Stromal Protein-Mediated Immune Regulation in Digestive Cancers

Simple Summary Solid cancers are surrounded by a network of non-cancerous cells comprising different cell types, including fibroblasts, and acellular protein structures. This entire network is called the tumor microenvironment (TME) and it provides a physical barrier to the tumor shielding it from infiltrating immune cells, such as lymphocytes, or therapeutic agents. In addition, the TME has been shown to dampen efficient immune responses of infiltrated immune cells, which are key in eliminating cancer cells from the organism. In this review, we will discuss how TME proteins in particular are involved in this dampening effect, known as immunosuppression.
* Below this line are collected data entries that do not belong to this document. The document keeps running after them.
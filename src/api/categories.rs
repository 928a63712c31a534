//! Category endpoints

use axum::{
    extract::{Path, State},
    Json,
};
use serde::Serialize;
use utoipa::ToSchema;

use crate::{
    error::AppResult,
    models::book::{CategoryMembership, CategoryRequest},
    validation::{self, rules},
    AppState,
};

use super::{books::BooksResponse, Authenticated, JsonBody, MessageResponse};

#[derive(Serialize, ToSchema)]
pub struct CategoryResponse {
    pub message: String,
    pub category: CategoryMembership,
}

#[derive(Serialize, ToSchema)]
pub struct CategoryNamesResponse {
    pub message: String,
    pub categories: Vec<String>,
}

/// Add a book to a category
#[utoipa::path(
    post,
    path = "/books/{id}/category",
    tag = "categories",
    security(("bearer_auth" = [])),
    params(
        ("id" = String, Path, description = "Book ID")
    ),
    request_body = CategoryRequest,
    responses(
        (status = 200, description = "Book added to category", body = CategoryResponse),
        (status = 403, description = "Moderators only"),
        (status = 404, description = "Book not found"),
        (status = 409, description = "Book already in this category")
    )
)]
pub async fn add_category(
    State(state): State<AppState>,
    Authenticated(session): Authenticated,
    Path(id): Path<String>,
    JsonBody(body): JsonBody,
) -> AppResult<Json<CategoryResponse>> {
    session.require_moderator()?;
    let id = validation::parse_id(&id)?;
    let request: CategoryRequest = validation::validated(&[rules::category_name()], body)?;

    let category = state
        .services
        .catalog
        .add_category(id, &request.category_name)
        .await?;

    Ok(Json(CategoryResponse {
        message: "successfully added book to category".to_string(),
        category,
    }))
}

/// Remove a book from a category
#[utoipa::path(
    delete,
    path = "/books/{id}/category",
    tag = "categories",
    security(("bearer_auth" = [])),
    params(
        ("id" = String, Path, description = "Book ID")
    ),
    request_body = CategoryRequest,
    responses(
        (status = 200, description = "Book removed from category", body = MessageResponse),
        (status = 403, description = "Moderators only"),
        (status = 404, description = "Book not found or not in this category")
    )
)]
pub async fn remove_category(
    State(state): State<AppState>,
    Authenticated(session): Authenticated,
    Path(id): Path<String>,
    JsonBody(body): JsonBody,
) -> AppResult<Json<MessageResponse>> {
    session.require_moderator()?;
    let id = validation::parse_id(&id)?;
    let request: CategoryRequest = validation::validated(&[rules::category_name()], body)?;

    state
        .services
        .catalog
        .remove_category(id, &request.category_name)
        .await?;

    Ok(MessageResponse::new("successfully removed book from category"))
}

/// Distinct category names
#[utoipa::path(
    get,
    path = "/books/category/names",
    tag = "categories",
    security(("bearer_auth" = [])),
    responses(
        (status = 200, description = "Category names", body = CategoryNamesResponse)
    )
)]
pub async fn category_names(
    State(state): State<AppState>,
    Authenticated(_session): Authenticated,
) -> AppResult<Json<CategoryNamesResponse>> {
    let categories = state.services.catalog.category_names().await?;
    Ok(Json(CategoryNamesResponse {
        message: "successfully retrieved category names".to_string(),
        categories,
    }))
}

/// Books of a category
#[utoipa::path(
    get,
    path = "/books/category/{category_name}",
    tag = "categories",
    security(("bearer_auth" = [])),
    params(
        ("category_name" = String, Path, description = "Category name")
    ),
    responses(
        (status = 200, description = "Book profiles in the category", body = BooksResponse)
    )
)]
pub async fn books_in_category(
    State(state): State<AppState>,
    Authenticated(_session): Authenticated,
    Path(category_name): Path<String>,
) -> AppResult<Json<BooksResponse>> {
    let name = validation::escape(category_name.trim());

    let books = state.services.catalog.in_category(&name).await?;
    Ok(Json(BooksResponse {
        message: "successfully retrieved books of given category".to_string(),
        books,
    }))
}
//! User model and related types

use chrono::{DateTime, Utc};
use serde::{Deserialize, Serialize};
use sqlx::FromRow;
use utoipa::ToSchema;
use uuid::Uuid;

use crate::error::{AppError, AppResult};

/// Role resolved once at login and carried in the session claims
#[derive(Debug, Clone, Copy, PartialEq, Eq, Serialize, Deserialize, ToSchema)]
#[serde(rename_all = "lowercase")]
pub enum Role {
    User,
    Moderator,
    /// The single account whose email matches the configured admin address
    Admin,
}

impl Role {
    /// Resolve the role of `user` against the configured admin address
    pub fn resolve(user: &User, admin_email: &str) -> Self {
        if user.email.eq_ignore_ascii_case(admin_email) {
            Role::Admin
        } else if user.is_moderator {
            Role::Moderator
        } else {
            Role::User
        }
    }

    /// Admins are implicitly moderators
    pub fn is_moderator(&self) -> bool {
        matches!(self, Role::Moderator | Role::Admin)
    }

    pub fn is_admin(&self) -> bool {
        matches!(self, Role::Admin)
    }

    pub fn as_str(&self) -> &'static str {
        match self {
            Role::User => "user",
            Role::Moderator => "moderator",
            Role::Admin => "admin",
        }
    }
}

impl std::fmt::Display for Role {
    fn fmt(&self, f: &mut std::fmt::Formatter<'_>) -> std::fmt::Result {
        write!(f, "{}", self.as_str())
    }
}

/// User record from database
#[derive(Debug, Clone, Serialize, Deserialize, FromRow, ToSchema)]
pub struct User {
    pub id: Uuid,
    pub name: String,
    pub username: String,
    pub email: String,
    /// Hashed password (argon2)
    #[serde(skip_serializing)]
    pub password: String,
    #[serde(rename = "isModerator")]
    pub is_moderator: bool,
    #[serde(rename = "createdAt")]
    pub created_at: DateTime<Utc>,
    #[serde(rename = "updatedAt")]
    pub updated_at: DateTime<Utc>,
}

/// Registration request
#[derive(Debug, Deserialize, ToSchema)]
pub struct RegisterUser {
    pub name: String,
    pub username: String,
    pub email: String,
    pub password: String,
}

/// Profile update request. Absent fields keep their stored value.
#[derive(Debug, Default, Deserialize, ToSchema)]
pub struct UpdateUser {
    pub name: Option<String>,
    pub email: Option<String>,
    pub password: Option<String>,
    #[serde(rename = "isModerator")]
    pub is_moderator: Option<bool>,
}

impl UpdateUser {
    /// Usernames are permanent; any body naming one is refused.
    pub fn check_shape(body: &serde_json::Value) -> AppResult<()> {
        if body.get("username").is_some() {
            return Err(AppError::Authorization(
                "username cannot be changed".to_string(),
            ));
        }
        Ok(())
    }
}

/// Values actually written by a profile update
#[derive(Debug, Clone)]
pub struct UserChanges {
    pub name: String,
    pub email: String,
    pub password: String,
    pub is_moderator: bool,
}

impl UserChanges {
    /// Merge an update onto the stored user; `password_hash` replaces the hash when set
    pub fn merge(current: &User, update: &UpdateUser, password_hash: Option<String>) -> Self {
        Self {
            name: update.name.clone().unwrap_or_else(|| current.name.clone()),
            email: update.email.clone().unwrap_or_else(|| current.email.clone()),
            password: password_hash.unwrap_or_else(|| current.password.clone()),
            is_moderator: update.is_moderator.unwrap_or(current.is_moderator),
        }
    }
}

/// JWT claims for a login session
#[derive(Debug, Clone, Serialize, Deserialize)]
pub struct UserClaims {
    pub sub: String,
    pub user_id: Uuid,
    pub role: Role,
    /// Session identifier in the session store
    pub jti: Uuid,
    pub exp: i64,
    pub iat: i64,
}

impl UserClaims {
    /// Create a new JWT token
    pub fn create_token(&self, secret: &str) -> Result<String, jsonwebtoken::errors::Error> {
        use jsonwebtoken::{encode, EncodingKey, Header};
        encode(
            &Header::default(),
            self,
            &EncodingKey::from_secret(secret.as_bytes()),
        )
    }

    /// Parse and verify a JWT token; expired tokens are rejected
    pub fn from_token(token: &str, secret: &str) -> Result<Self, jsonwebtoken::errors::Error> {
        use jsonwebtoken::{decode, DecodingKey, Validation};
        let mut validation = Validation::default();
        validation.leeway = 0;
        let token_data = decode::<Self>(
            token,
            &DecodingKey::from_secret(secret.as_bytes()),
            &validation,
        )?;
        Ok(token_data.claims)
    }
}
We will focus on three different types of digestive cancers: pancreatic cancer, colorectal cancer, and gastric cancer. Moreover, we will discuss current therapeutic approaches using TME proteins as targets to reverse their immunosuppressive effects. The stromal tumor microenvironment (TME) consists of immune cells, vascular and neural structures, cancer-associated fibroblasts (CAFs), as well as extracellular matrix (ECM), and favors immune escape mechanisms promoting the initiation and progression of digestive cancers. Numerous ECM proteins released by stromal and tumor cells are crucial in providing physical rigidity to the TME, though they are also key regulators of the immune response against cancer cells by interacting directly with immune cells or engaging with immune regulatory molecules. Here, we discuss current knowledge of stromal proteins in digestive cancers including pancreatic cancer, colorectal cancer, and gastric cancer, focusing on their functions in inhibiting tumor immunity and enabling drug resistance. Moreover, we will discuss the implication of stromal proteins as therapeutic targets to unleash efficient immunotherapy-based treatments.